● INSTRUCTIONS TO FOLLOW
Once you have located the line containing "for row in &rows" in the material below, return it exactly along with each line after it through the line containing "mod v001_initial_schema;".
DATA TO PROCESS section start
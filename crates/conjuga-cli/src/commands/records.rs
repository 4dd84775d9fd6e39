//! Mastery table per verb and tense.

use std::io::Write;

use conjuga_session::{DrillEngine, RecordRow};

fn slot_mark(row: &RecordRow, index: usize) -> &'static str {
    match &row.latest[index] {
        Some(attempt) if attempt.is_correct => "✓",
        Some(_) => "✗",
        None => "·",
    }
}

fn flag_list(row: &RecordRow) -> String {
    let mut flags = Vec::new();
    if row.preferences.never_show {
        flags.push("never");
    }
    if row.preferences.always_show {
        flags.push("always");
    }
    if row.preferences.show_primarily {
        flags.push("primary");
    }
    flags.join(",")
}

pub fn run<W: Write>(engine: &DrillEngine, learner: &str, out: &mut W) -> anyhow::Result<()> {
    let rows = engine.records(learner)?;
    let attempted = rows.iter().filter(|r| r.attempted()).count();
    let mastered = rows.iter().filter(|r| r.mastered).count();

    writeln!(out, "{:<12} {:<36} {:<8} {:<9} flags", "verb", "tense", "slots", "mastered")?;
    for row in &rows {
        let slots: String = (0..row.latest.len()).map(|i| slot_mark(row, i)).collect();
        writeln!(
            out,
            "{:<12} {:<36} {:<8} {:<9} {}",
            row.verb,
            row.tense_name,
            slots,
            if row.mastered { "yes" } else { "" },
            flag_list(row)
        )?;
    }
    writeln!(out, "\n{attempted} attempted, {mastered} mastered, {} total", rows.len())?;
    Ok(())
}
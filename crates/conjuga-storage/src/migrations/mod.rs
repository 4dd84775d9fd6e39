//! Versioned schema migrations. Applied versions are recorded in
//! `schema_version`; each runs at most once, in order.

mod v001_initial_schema;

use rusqlite::{params, Connection};

use conjuga_core::errors::{StorageError, StorageResult};

use crate::to_storage_err;

type Migration = fn(&Connection) -> StorageResult<()>;

const MIGRATIONS: &[(u32, Migration)] = &[(1, v001_initial_schema::migrate)];

/// Latest schema version this build knows.
pub const LATEST_VERSION: u32 = 1;

/// Highest applied version, 0 for a fresh database.
pub fn current_version(conn: &Connection) -> StorageResult<u32> {
    conn.query_row(
        "SELECT COALESCE(MAX(version), 0) FROM schema_version",
        [],
        |row| row.get(0),
    )
    .map_err(|e| to_storage_err(e.to_string()))
}

/// Apply every pending migration. Returns how many ran.
pub fn run_migrations(conn: &Connection) -> StorageResult<usize> {
    conn.execute_batch(
        "
        CREATE TABLE IF NOT EXISTS schema_version (
            version     INTEGER PRIMARY KEY,
            applied_at  TEXT NOT NULL DEFAULT (strftime('%Y-%m-%dT%H:%M:%fZ', 'now'))
        );
        ",
    )
    .map_err(|e| to_storage_err(e.to_string()))?;

    let current = current_version(conn)?;
    let mut applied = 0;

    for &(version, migrate) in MIGRATIONS.iter().filter(|(v, _)| *v > current) {
        let failed = |reason: String| StorageError::MigrationFailed { version, reason };

        conn.execute_batch("BEGIN")
            .map_err(|e| failed(e.to_string()))?;
        let result = migrate(conn).and_then(|()| {
            conn.execute("INSERT INTO schema_version (version) VALUES (?1)", params![version])
                .map(|_| ())
                .map_err(|e| to_storage_err(e.to_string()))
        });
        match result {
            Ok(()) => {
                conn.execute_batch("COMMIT")
                    .map_err(|e| failed(e.to_string()))?;
            }
            Err(e) => {
                let _ = conn.execute_batch("ROLLBACK");
                return Err(failed(e.to_string()));
            }
        }

        tracing::info!(version, "schema migration applied");
        applied += 1;
    }

    Ok(applied)
}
DATA TO PROCESS section end
● EXERCISE OUTPUT
    for row in &rows {
        let slots: String = (0..row.latest.len()).map(|i| slot_mark(row, i)).collect();
        writeln!(
            out,
            "{:<12} {:<36} {:<8} {:<9} {}",
            row.verb,
            row.tense_name,
            slots,
            if row.mastered { "yes" } else { "" },
            flag_list(row)
        )?;
    }
    writeln!(out, "\n{attempted} attempted, {mastered} mastered, {} total", rows.len())?;
    Ok(())
}
filename crates/conjuga-storage/src/migrations/mod.rs
repository 4dd84775d9fd6e39
//! Versioned schema migrations. Applied versions are recorded in
//! `schema_version`; each runs at most once, in order.

mod v001_initial_schema;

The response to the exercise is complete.